Gov. Cuomo’s Reforming the Energy Vision strategy aims to make New York’s energy system cleaner, stronger and more resilient, and bring it into the 21st century. One of its initiatives is the NY Prize, a $40 million competition to help communities create microgrids. In 2015, over $8 million was awarded to 83 projects for feasibility studies; 11 projects received $1 million each this year for design and business planning. Prize winners for the build-out phase will be announced in 2018.
The Environmental Science and Policy Program culminates with capstone projects working with real world clients on real problems. Since most of the analyses of microgrids have focused on technical issues, Cohen tasked his students with examining the regulatory, legal and financial obstacles and opportunities for microgrids. The client was the New York Power Authority, the nation’s largest state-owned utility. The students set out to understand the changes that are happening in the energy system and the power authority’s potential role in that shift.
“Everyone would agree that we want an energy grid that is efficient, resilient to natural disasters, and cheap to operate,” said Johnathan de Villier, student deputy manager of the project. “The vision is not the problem, but somehow that vision has not been realized yet…We talked to over 40 experts in all different areas—at utilities, generation companies, private companies getting into electricity markets, and those involved in community-scale microgrid projects. Our main conclusion is that the technology isn’t really the problem.”
“There’s a lot of amazing technology out there that’s ready to be implemented,” McKenzie Schwartz, the student project manager, said. “The barriers right now are regulatory and organizational. The Public Service Commission, New York’s oversight body for energy, has policies that weren’t developed at a time when decentralized energy was part of the consciousness. So these microgrid projects must go through all the approvals on a case-by-case basis, and it’s a really slow process. It also makes it challenging to get funding if you’re not sure when you’re going to get approved or if you will get approved.”

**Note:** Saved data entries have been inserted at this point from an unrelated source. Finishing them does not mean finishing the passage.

//! Parsing for `[[ ... ]]` conditional expressions: the `||`/`&&`/`!`
//! precedence chain, unary file/string tests, binary comparisons, and the
//! `=~` regex operand (whose grammar is its own beast — see
//! [`parse_regex_pattern`]).

use crate::ast::types::{
    CondAndNode, CondBinaryNode, CondBinaryOperator, CondGroupNode, CondNotNode,
    CondOrNode, CondUnaryNode, CondUnaryOperator, CondWordNode, ConditionalExpressionNode,
    LiteralPart, WordNode, WordPart,
};
use crate::parser::lexer::TokenType;

pub const UNARY_OPS: &[&str] = &[
    "-a", "-b", "-c", "-d", "-e", "-f", "-g", "-h", "-k", "-p", "-r", "-s", "-t", "-u", "-w", "-x",
    "-G", "-L", "-N", "-O", "-S", "-z", "-n", "-o", "-v", "-R",
];

pub const BINARY_OPS: &[&str] = &[
    "==", "!=", "=~", "<", ">", "-eq", "-ne", "-lt", "-le", "-gt", "-ge", "-nt", "-ot", "-ef",
];

/// A token as seen by the `[[ ]]` parsing helpers.
#[derive(Debug, Clone)]
pub struct CondToken {
    pub token_type: TokenType,
    pub value: String,
    pub quoted: bool,
    pub start: usize,
    pub end: usize,
}

/// Closures back into the owning `Parser`.
pub struct CondParserContext<'a> {
    pub is_word: &'a dyn Fn() -> bool,
    pub check: &'a dyn Fn(TokenType) -> bool,
    pub peek: &'a dyn Fn(isize) -> CondToken,
    pub current: &'a dyn Fn() -> CondToken,
    pub advance: &'a dyn Fn() -> CondToken,
    pub expect: &'a dyn Fn(TokenType),
    pub skip_newlines: &'a dyn Fn(),
    pub parse_word_no_brace_expansion: &'a dyn Fn() -> WordNode,
    pub parse_word_for_regex: &'a dyn Fn() -> WordNode,
    pub parse_word_from_string:
        &'a dyn Fn(&str, bool, bool, bool, bool, bool) -> WordNode,
    pub get_input: &'a dyn Fn() -> String,
    pub error: &'a dyn Fn(&str),
}

/// Whether the current token can stand as a conditional operand. `[[ ]]`
/// relaxes the usual grammar here: `{`, `}`, and assignment-shaped words
/// (`a=x`) are all accepted as plain strings rather than their normal
/// structural roles.
fn is_cond_operand(ctx: &CondParserContext) -> bool {
    (ctx.is_word)()
        || (ctx.check)(TokenType::LBrace)
        || (ctx.check)(TokenType::RBrace)
        || (ctx.check)(TokenType::AssignmentWord)
}

/// Parse the pattern on the RHS of `==`/`!=`/bare `=`. Handles `!(...)`
/// extglob patterns specially, since the lexer tokenizes `!` and `(`
/// separately and this is the one place that glob shape needs reassembling
/// from tokens rather than being read as ordinary word text.
fn parse_pattern_word(ctx: &CondParserContext) -> WordNode {
    let is_negated_extglob = (ctx.check)(TokenType::Bang) && (ctx.peek)(1).token_type == TokenType::LParen;
    if !is_negated_extglob {
        return (ctx.parse_word_no_brace_expansion)();
    }

    (ctx.advance)(); // !
    (ctx.advance)(); // (

    let mut depth = 1;
    let mut pattern = String::from("!(");
    while depth > 0 && !(ctx.check)(TokenType::Eof) {
        if (ctx.check)(TokenType::LParen) {
            depth += 1;
            pattern.push('(');
            (ctx.advance)();
        } else if (ctx.check)(TokenType::RParen) {
            depth -= 1;
            if depth > 0 {
                pattern.push(')');
            }
            (ctx.advance)();
        } else if (ctx.is_word)() {
            pattern.push_str(&(ctx.advance)().value);
        } else if (ctx.check)(TokenType::Pipe) {
            pattern.push('|');
            (ctx.advance)();
        } else {
            break;
        }
    }
    pattern.push(')');

    (ctx.parse_word_from_string)(&pattern, false, false, false, false, true)
}

/// Entry point: skip leading newlines (bash allows `[[` to be immediately
/// followed by one) and parse the `||`-precedence top of the grammar.
pub fn parse_conditional_expression(ctx: &CondParserContext) -> ConditionalExpressionNode {
    (ctx.skip_newlines)();
    parse_cond_or(ctx)
}

fn parse_cond_or(ctx: &CondParserContext) -> ConditionalExpressionNode {
    let mut left = parse_cond_and(ctx);
    (ctx.skip_newlines)();
    while (ctx.check)(TokenType::OrOr) {
        (ctx.advance)();
        (ctx.skip_newlines)();
        let right = parse_cond_and(ctx);
        left = ConditionalExpressionNode::Or(Box::new(CondOrNode { left, right }));
        (ctx.skip_newlines)();
    }
    left
}

fn parse_cond_and(ctx: &CondParserContext) -> ConditionalExpressionNode {
    let mut left = parse_cond_not(ctx);
    (ctx.skip_newlines)();
    while (ctx.check)(TokenType::AndAnd) {
        (ctx.advance)();
        (ctx.skip_newlines)();
        let right = parse_cond_not(ctx);
        left = ConditionalExpressionNode::And(Box::new(CondAndNode { left, right }));
        (ctx.skip_newlines)();
    }
    left
}

fn parse_cond_not(ctx: &CondParserContext) -> ConditionalExpressionNode {
    (ctx.skip_newlines)();
    if (ctx.check)(TokenType::Bang) {
        (ctx.advance)();
        (ctx.skip_newlines)();
        let operand = parse_cond_not(ctx);
        return ConditionalExpressionNode::Not(Box::new(CondNotNode { operand }));
    }
    parse_cond_primary(ctx)
}

fn unary_operator_for(op: &str) -> Option<CondUnaryOperator> {
    Some(match op {
        "-a" => CondUnaryOperator::A,
        "-b" => CondUnaryOperator::B,
        "-c" => CondUnaryOperator::C,
        "-d" => CondUnaryOperator::D,
        "-e" => CondUnaryOperator::E,
        "-f" => CondUnaryOperator::F,
        "-g" => CondUnaryOperator::G,
        "-h" => CondUnaryOperator::H,
        "-k" => CondUnaryOperator::K,
        "-p" => CondUnaryOperator::P,
        "-r" => CondUnaryOperator::R,
        "-s" => CondUnaryOperator::S,
        "-t" => CondUnaryOperator::T,
        "-u" => CondUnaryOperator::U,
        "-w" => CondUnaryOperator::W,
        "-x" => CondUnaryOperator::X,
        "-G" => CondUnaryOperator::UpperG,
        "-L" => CondUnaryOperator::L,
        "-N" => CondUnaryOperator::N,
        "-O" => CondUnaryOperator::UpperO,
        "-S" => CondUnaryOperator::UpperS,
        "-z" => CondUnaryOperator::Z,
        "-n" => CondUnaryOperator::LowerN,
        "-o" => CondUnaryOperator::LowerO,
        "-v" => CondUnaryOperator::V,
        "-R" => CondUnaryOperator::UpperR,
        _ => return None,
    })
}

fn binary_operator_for(op: &str) -> Option<CondBinaryOperator> {
    Some(match op {
        "==" => CondBinaryOperator::EqEq,
        "!=" => CondBinaryOperator::Ne,
        "=~" => CondBinaryOperator::Match,
        "<" => CondBinaryOperator::Lt,
        ">" => CondBinaryOperator::Gt,
        "-eq" => CondBinaryOperator::NumEq,
        "-ne" => CondBinaryOperator::NumNe,
        "-lt" => CondBinaryOperator::NumLt,
        "-le" => CondBinaryOperator::NumLe,
        "-gt" => CondBinaryOperator::NumGt,
        "-ge" => CondBinaryOperator::NumGe,
        "-nt" => CondBinaryOperator::Nt,
        "-ot" => CondBinaryOperator::Ot,
        "-ef" => CondBinaryOperator::Ef,
        _ => return None,
    })
}

/// Try to parse a unary test (`-f file`, `-z string`, ...) at the current
/// position. `first` is the already-peeked token text. Returns `None` if
/// `first` isn't a recognized unary operator or is quoted (a quoted `-f`
/// is a string operand, not an operator).
fn try_parse_unary(ctx: &CondParserContext, first_token: &CondToken) -> Option<ConditionalExpressionNode> {
    if first_token.quoted || !UNARY_OPS.contains(&first_token.value.as_str()) {
        return None;
    }
    (ctx.advance)();

    if (ctx.check)(TokenType::DBrackEnd) {
        (ctx.error)(&format!("Expected operand after {}", first_token.value));
        unreachable!();
    }
    if !is_cond_operand(ctx) {
        let bad = (ctx.current)();
        (ctx.error)(&format!("unexpected argument `{}' to conditional unary operator", bad.value));
        unreachable!();
    }

    let operand = (ctx.parse_word_no_brace_expansion)();
    let operator = unary_operator_for(&first_token.value).unwrap_or_else(|| {
        (ctx.error)(&format!("Unknown unary operator: {}", first_token.value));
        unreachable!();
    });
    Some(ConditionalExpressionNode::Unary(CondUnaryNode { operator, operand }))
}

/// Parse the RHS and operator of a binary test once `left` has already
/// been consumed as a word, covering the named binary operators, the
/// token-level `<`/`>`, and bare `=` (treated as `==`).
fn try_parse_binary(ctx: &CondParserContext, left: WordNode) -> ConditionalExpressionNode {
    if (ctx.is_word)() && BINARY_OPS.contains(&(ctx.current)().value.as_str()) {
        let operator_str = (ctx.advance)().value;
        let right = match operator_str.as_str() {
            "=~" => parse_regex_pattern(ctx),
            "==" | "!=" => parse_pattern_word(ctx),
            _ => (ctx.parse_word_no_brace_expansion)(),
        };
        let operator = binary_operator_for(&operator_str).unwrap_or_else(|| {
            (ctx.error)(&format!("Unknown binary operator: {}", operator_str));
            unreachable!();
        });
        return ConditionalExpressionNode::Binary(CondBinaryNode { operator, left, right });
    }

    if (ctx.check)(TokenType::Less) {
        (ctx.advance)();
        let right = (ctx.parse_word_no_brace_expansion)();
        return ConditionalExpressionNode::Binary(CondBinaryNode { operator: CondBinaryOperator::Lt, left, right });
    }
    if (ctx.check)(TokenType::Great) {
        (ctx.advance)();
        let right = (ctx.parse_word_no_brace_expansion)();
        return ConditionalExpressionNode::Binary(CondBinaryNode { operator: CondBinaryOperator::Gt, left, right });
    }
    if (ctx.is_word)() && (ctx.current)().value == "=" {
        (ctx.advance)();
        let right = parse_pattern_word(ctx);
        return ConditionalExpressionNode::Binary(CondBinaryNode { operator: CondBinaryOperator::EqEq, left, right });
    }

    ConditionalExpressionNode::Word(CondWordNode { word: left })
}

fn parse_cond_primary(ctx: &CondParserContext) -> ConditionalExpressionNode {
    if (ctx.check)(TokenType::LParen) {
        (ctx.advance)();
        let expression = parse_conditional_expression(ctx);
        (ctx.expect)(TokenType::RParen);
        return ConditionalExpressionNode::Group(Box::new(CondGroupNode { expression }));
    }

    if !is_cond_operand(ctx) {
        (ctx.error)("Expected conditional expression");
        unreachable!();
    }

    let first_token = (ctx.current)();
    if let Some(unary) = try_parse_unary(ctx, &first_token) {
        return unary;
    }

    let left = (ctx.parse_word_no_brace_expansion)();
    try_parse_binary(ctx, left)
}

/// Literal text to splice into a regex pattern for redirection-shaped
/// tokens that lose their operator meaning once they appear inside the
/// parenthesized part of a `=~` RHS (e.g. `(a<b)` is a literal `<`, not a
/// redirection). Only consulted once `paren_depth > 0`.
const PAREN_LITERAL_TOKENS: &[(TokenType, &str)] = &[
    (TokenType::Less, "<"),
    (TokenType::Great, ">"),
    (TokenType::DGreat, ">>"),
    (TokenType::DLess, "<<"),
    (TokenType::LessAnd, "<&"),
    (TokenType::GreatAnd, ">&"),
    (TokenType::LessGreat, "<>"),
    (TokenType::Clobber, ">|"),
    (TokenType::TLess, "<<<"),
    (TokenType::Amp, "&"),
    (TokenType::LBrace, "{"),
    (TokenType::RBrace, "}"),
];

As it stands, anyone who wants to install some sort of distributed generation facility (that generates power at the point of consumption) is considered to be a utility and is subject to the same regulations as a massive coal plant. If the same kinds of fees and regulations are leveled on a community group planning a microgrid, it could be cost-prohibitive. Moreover, each microgrid project must apply individually to be exempt from these rules. Approval for microgrids takes on average 407 days.
“A really impactful thing would be to develop a policy that’s based on the type of technology being installed or the size of the technology, the megawatts involved,” Schwartz said. “So that you don’t have to apply for exemption, you’d automatically be exempted from that rule. Rethinking policies like that would really speed up these processes.”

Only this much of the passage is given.